PROBLEM TO SOLVE
Scan the data. Collect each line that contains the word "candidate".

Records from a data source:

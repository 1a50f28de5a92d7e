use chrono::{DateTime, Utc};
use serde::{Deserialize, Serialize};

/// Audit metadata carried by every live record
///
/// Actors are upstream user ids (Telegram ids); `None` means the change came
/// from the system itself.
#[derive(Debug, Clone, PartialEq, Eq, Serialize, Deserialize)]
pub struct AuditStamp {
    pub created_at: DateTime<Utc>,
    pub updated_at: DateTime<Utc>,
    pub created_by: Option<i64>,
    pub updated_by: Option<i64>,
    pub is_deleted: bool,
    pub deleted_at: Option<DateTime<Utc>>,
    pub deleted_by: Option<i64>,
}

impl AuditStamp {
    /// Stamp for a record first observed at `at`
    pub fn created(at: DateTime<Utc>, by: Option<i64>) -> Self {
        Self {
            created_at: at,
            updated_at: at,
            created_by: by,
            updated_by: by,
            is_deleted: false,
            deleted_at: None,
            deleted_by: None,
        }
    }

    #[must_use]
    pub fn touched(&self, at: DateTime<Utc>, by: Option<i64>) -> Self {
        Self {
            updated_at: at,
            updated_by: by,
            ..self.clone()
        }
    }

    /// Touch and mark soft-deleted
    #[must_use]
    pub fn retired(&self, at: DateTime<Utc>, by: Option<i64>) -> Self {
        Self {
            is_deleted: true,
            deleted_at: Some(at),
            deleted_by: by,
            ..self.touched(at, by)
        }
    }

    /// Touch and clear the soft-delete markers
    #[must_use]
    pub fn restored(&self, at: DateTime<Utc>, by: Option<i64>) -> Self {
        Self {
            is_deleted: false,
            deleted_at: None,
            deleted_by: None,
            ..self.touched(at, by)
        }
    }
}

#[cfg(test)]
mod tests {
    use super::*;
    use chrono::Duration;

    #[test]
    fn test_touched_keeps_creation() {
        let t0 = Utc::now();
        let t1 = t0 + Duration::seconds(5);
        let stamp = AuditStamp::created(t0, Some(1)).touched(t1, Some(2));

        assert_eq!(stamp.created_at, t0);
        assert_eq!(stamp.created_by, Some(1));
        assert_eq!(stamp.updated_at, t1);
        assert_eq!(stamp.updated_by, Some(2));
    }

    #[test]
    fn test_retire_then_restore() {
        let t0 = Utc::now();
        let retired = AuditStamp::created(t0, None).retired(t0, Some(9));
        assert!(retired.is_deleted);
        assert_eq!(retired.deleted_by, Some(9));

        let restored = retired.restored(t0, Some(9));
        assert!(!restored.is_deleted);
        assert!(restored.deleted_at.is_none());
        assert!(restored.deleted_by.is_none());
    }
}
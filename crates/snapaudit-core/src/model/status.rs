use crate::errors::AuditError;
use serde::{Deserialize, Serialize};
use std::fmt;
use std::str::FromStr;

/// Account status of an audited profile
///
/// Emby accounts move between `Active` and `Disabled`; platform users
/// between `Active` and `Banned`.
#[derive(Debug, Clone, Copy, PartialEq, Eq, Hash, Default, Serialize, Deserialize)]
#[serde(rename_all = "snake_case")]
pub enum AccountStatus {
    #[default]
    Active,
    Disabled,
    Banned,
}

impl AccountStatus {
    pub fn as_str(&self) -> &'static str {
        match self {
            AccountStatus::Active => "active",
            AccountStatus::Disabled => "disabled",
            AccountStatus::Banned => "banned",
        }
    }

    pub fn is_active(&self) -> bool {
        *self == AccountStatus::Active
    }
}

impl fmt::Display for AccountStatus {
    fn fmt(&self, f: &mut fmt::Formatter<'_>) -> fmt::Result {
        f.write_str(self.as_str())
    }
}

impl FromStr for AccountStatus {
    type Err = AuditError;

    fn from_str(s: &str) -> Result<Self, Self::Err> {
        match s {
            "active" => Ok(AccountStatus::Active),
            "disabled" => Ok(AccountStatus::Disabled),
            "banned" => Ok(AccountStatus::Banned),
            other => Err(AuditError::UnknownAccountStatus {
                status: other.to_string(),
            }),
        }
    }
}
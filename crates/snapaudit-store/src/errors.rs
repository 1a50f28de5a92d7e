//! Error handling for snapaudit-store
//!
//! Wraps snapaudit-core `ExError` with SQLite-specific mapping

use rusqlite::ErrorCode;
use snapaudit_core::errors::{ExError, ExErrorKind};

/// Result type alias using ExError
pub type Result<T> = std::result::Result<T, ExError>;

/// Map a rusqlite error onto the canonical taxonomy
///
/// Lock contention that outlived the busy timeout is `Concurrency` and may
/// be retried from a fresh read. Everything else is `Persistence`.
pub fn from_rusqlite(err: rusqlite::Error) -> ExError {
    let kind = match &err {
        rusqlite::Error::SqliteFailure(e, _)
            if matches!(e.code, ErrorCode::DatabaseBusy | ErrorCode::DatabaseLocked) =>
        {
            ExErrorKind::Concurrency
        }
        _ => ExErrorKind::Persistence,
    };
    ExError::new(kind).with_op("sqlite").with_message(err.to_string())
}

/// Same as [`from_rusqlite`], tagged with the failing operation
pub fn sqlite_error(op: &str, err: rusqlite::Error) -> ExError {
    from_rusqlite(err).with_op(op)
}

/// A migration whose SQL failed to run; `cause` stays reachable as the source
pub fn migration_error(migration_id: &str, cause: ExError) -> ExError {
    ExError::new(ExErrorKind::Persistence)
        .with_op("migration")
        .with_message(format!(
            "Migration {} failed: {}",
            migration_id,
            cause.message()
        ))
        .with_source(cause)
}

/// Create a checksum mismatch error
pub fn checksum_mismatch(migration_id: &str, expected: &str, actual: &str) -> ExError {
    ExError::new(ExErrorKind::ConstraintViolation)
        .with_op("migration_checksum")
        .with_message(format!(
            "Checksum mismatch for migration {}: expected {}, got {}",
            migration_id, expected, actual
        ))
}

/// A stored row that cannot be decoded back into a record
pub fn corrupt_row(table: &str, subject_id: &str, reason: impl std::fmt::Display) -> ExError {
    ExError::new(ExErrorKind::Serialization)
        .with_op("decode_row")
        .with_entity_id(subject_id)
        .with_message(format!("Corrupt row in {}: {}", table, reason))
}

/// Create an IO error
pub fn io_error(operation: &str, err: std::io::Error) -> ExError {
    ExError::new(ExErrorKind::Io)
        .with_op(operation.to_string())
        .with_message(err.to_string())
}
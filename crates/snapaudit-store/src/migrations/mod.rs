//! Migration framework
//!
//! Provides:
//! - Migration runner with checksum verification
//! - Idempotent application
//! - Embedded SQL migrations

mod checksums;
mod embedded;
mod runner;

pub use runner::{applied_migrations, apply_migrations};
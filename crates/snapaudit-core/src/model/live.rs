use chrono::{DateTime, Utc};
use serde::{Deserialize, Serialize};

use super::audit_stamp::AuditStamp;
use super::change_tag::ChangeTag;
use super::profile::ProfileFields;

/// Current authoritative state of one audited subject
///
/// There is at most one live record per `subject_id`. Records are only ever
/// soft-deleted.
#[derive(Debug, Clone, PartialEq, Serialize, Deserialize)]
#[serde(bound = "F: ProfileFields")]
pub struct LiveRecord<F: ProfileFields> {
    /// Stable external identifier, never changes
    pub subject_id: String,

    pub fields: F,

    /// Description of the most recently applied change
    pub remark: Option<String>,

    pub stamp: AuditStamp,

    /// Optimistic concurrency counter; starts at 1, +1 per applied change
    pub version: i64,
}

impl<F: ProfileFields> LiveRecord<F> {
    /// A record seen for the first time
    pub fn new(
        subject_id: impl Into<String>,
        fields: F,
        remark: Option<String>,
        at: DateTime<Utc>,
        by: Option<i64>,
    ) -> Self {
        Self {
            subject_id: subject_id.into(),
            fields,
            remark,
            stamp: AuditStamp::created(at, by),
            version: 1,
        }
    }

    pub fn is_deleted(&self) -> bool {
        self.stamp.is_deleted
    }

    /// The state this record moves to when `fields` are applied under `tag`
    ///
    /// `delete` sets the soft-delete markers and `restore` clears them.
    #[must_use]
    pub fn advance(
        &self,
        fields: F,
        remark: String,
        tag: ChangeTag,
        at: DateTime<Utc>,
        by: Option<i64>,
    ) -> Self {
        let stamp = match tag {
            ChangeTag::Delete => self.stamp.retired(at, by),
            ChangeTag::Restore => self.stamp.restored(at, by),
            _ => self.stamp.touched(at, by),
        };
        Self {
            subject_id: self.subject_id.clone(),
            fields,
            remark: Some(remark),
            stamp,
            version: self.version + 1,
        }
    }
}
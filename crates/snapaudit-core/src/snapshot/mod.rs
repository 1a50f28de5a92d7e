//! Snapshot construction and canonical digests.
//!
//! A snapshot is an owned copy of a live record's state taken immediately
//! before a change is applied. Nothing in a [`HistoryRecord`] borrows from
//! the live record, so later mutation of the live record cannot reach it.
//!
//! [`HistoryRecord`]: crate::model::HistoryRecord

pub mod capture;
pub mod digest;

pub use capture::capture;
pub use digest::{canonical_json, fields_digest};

...

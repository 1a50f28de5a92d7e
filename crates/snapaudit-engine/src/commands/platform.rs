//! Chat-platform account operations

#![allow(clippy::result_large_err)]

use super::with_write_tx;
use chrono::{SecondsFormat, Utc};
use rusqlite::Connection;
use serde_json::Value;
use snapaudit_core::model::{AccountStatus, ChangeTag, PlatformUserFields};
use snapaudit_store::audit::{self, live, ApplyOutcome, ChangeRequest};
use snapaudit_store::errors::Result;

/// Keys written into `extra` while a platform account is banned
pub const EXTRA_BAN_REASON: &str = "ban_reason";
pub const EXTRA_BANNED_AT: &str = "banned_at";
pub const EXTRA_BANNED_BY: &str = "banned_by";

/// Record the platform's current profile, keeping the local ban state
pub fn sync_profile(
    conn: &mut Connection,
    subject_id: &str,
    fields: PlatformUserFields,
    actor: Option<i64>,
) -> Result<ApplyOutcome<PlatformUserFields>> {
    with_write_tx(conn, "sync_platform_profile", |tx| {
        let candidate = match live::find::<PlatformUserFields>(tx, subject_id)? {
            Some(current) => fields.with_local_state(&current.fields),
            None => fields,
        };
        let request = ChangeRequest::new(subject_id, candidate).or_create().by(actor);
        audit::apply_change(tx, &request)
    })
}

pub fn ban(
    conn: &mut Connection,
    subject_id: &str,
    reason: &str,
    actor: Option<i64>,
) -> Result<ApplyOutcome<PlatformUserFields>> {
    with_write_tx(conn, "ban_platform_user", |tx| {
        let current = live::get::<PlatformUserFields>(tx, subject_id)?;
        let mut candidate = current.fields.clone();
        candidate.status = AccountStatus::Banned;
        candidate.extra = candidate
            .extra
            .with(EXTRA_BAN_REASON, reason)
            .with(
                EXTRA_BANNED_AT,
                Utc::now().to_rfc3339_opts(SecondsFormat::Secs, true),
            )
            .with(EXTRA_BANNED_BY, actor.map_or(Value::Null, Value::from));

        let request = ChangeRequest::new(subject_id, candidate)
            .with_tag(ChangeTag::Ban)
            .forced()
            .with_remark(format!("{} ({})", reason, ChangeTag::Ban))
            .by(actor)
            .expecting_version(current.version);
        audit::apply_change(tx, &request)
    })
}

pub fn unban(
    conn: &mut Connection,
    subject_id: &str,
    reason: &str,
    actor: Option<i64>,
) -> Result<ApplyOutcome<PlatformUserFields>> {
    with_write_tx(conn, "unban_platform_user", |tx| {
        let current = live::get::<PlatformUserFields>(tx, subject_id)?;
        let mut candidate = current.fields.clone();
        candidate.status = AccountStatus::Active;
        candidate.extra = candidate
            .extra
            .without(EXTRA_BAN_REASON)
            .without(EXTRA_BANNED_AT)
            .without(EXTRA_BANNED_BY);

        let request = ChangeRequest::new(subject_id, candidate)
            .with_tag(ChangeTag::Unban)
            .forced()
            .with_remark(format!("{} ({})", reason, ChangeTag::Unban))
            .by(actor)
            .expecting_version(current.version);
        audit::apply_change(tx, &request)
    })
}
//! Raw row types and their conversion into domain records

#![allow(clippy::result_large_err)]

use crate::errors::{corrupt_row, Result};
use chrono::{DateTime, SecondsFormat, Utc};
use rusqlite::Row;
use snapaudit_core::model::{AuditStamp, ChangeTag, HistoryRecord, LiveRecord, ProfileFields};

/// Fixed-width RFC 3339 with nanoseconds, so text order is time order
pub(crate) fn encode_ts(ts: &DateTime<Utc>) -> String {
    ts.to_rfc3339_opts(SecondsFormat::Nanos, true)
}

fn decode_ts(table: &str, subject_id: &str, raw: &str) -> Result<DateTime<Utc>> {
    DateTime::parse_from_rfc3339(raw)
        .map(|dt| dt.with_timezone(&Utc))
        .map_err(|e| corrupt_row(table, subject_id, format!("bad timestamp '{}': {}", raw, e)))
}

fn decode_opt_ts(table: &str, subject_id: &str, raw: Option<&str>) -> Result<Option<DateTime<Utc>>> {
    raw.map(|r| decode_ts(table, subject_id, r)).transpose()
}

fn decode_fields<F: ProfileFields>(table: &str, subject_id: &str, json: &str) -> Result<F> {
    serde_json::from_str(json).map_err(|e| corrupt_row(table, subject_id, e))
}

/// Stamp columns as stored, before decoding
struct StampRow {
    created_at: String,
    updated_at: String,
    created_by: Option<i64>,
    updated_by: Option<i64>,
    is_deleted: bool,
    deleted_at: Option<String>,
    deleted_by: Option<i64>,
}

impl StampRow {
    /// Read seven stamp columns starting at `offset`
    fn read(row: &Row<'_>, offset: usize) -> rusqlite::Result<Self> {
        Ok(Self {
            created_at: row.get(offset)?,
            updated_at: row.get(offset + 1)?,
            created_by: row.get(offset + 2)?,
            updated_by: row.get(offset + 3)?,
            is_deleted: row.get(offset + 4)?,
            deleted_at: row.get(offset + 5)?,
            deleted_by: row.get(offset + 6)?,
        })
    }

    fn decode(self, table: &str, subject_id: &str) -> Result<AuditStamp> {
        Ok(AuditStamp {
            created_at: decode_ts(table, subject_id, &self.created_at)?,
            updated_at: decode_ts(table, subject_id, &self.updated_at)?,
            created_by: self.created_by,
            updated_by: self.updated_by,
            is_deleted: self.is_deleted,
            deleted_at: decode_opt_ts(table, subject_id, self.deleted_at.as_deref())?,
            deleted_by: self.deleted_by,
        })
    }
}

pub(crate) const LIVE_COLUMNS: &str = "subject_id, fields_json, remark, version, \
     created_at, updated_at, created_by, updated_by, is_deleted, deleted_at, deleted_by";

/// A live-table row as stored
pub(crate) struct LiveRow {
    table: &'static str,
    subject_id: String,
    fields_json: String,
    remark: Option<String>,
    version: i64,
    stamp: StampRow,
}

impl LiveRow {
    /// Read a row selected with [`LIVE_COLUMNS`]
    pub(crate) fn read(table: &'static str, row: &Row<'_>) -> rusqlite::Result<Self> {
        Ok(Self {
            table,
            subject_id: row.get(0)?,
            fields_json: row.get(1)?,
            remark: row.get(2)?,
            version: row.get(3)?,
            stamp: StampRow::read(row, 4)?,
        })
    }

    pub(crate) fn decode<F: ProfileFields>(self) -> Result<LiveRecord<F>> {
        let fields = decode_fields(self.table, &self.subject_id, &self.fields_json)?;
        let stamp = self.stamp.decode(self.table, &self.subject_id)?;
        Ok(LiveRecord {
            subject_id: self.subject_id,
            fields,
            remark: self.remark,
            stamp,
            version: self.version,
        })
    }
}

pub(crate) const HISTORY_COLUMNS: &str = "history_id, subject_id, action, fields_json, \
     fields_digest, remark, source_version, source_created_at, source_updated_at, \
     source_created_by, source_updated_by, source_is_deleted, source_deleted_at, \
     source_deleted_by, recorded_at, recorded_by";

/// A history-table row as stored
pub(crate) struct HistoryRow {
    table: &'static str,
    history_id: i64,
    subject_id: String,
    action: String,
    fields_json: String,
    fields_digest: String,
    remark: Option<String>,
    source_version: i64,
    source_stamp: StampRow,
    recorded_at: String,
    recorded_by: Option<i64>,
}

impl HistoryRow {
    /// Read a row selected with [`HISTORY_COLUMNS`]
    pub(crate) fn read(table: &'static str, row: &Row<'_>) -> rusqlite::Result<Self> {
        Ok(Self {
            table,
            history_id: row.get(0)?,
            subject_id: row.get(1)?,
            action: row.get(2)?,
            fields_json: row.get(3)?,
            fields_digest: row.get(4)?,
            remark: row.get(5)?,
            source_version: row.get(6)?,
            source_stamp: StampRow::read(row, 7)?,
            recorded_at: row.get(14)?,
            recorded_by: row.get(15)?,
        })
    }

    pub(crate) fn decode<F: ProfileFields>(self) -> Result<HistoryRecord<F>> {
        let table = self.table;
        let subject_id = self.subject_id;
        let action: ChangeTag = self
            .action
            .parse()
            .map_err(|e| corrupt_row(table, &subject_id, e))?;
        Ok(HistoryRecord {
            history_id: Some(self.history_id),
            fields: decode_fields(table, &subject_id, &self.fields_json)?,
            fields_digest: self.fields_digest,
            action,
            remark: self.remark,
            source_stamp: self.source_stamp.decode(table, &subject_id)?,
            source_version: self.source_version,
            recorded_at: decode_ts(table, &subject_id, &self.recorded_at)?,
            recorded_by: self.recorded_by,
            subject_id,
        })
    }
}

SOLUTION TO THIS EXERCISE
        let candidate = match live::find::<PlatformUserFields>(tx, subject_id)? {
        let request = ChangeRequest::new(subject_id, candidate).or_create().by(actor);
        let mut candidate = current.fields.clone();
        candidate.status = AccountStatus::Banned;
        candidate.extra = candidate
        let request = ChangeRequest::new(subject_id, candidate)
        let mut candidate = current.fields.clone();
        candidate.status = AccountStatus::Active;
        candidate.extra = candidate
        let request = ChangeRequest::new(subject_id, candidate)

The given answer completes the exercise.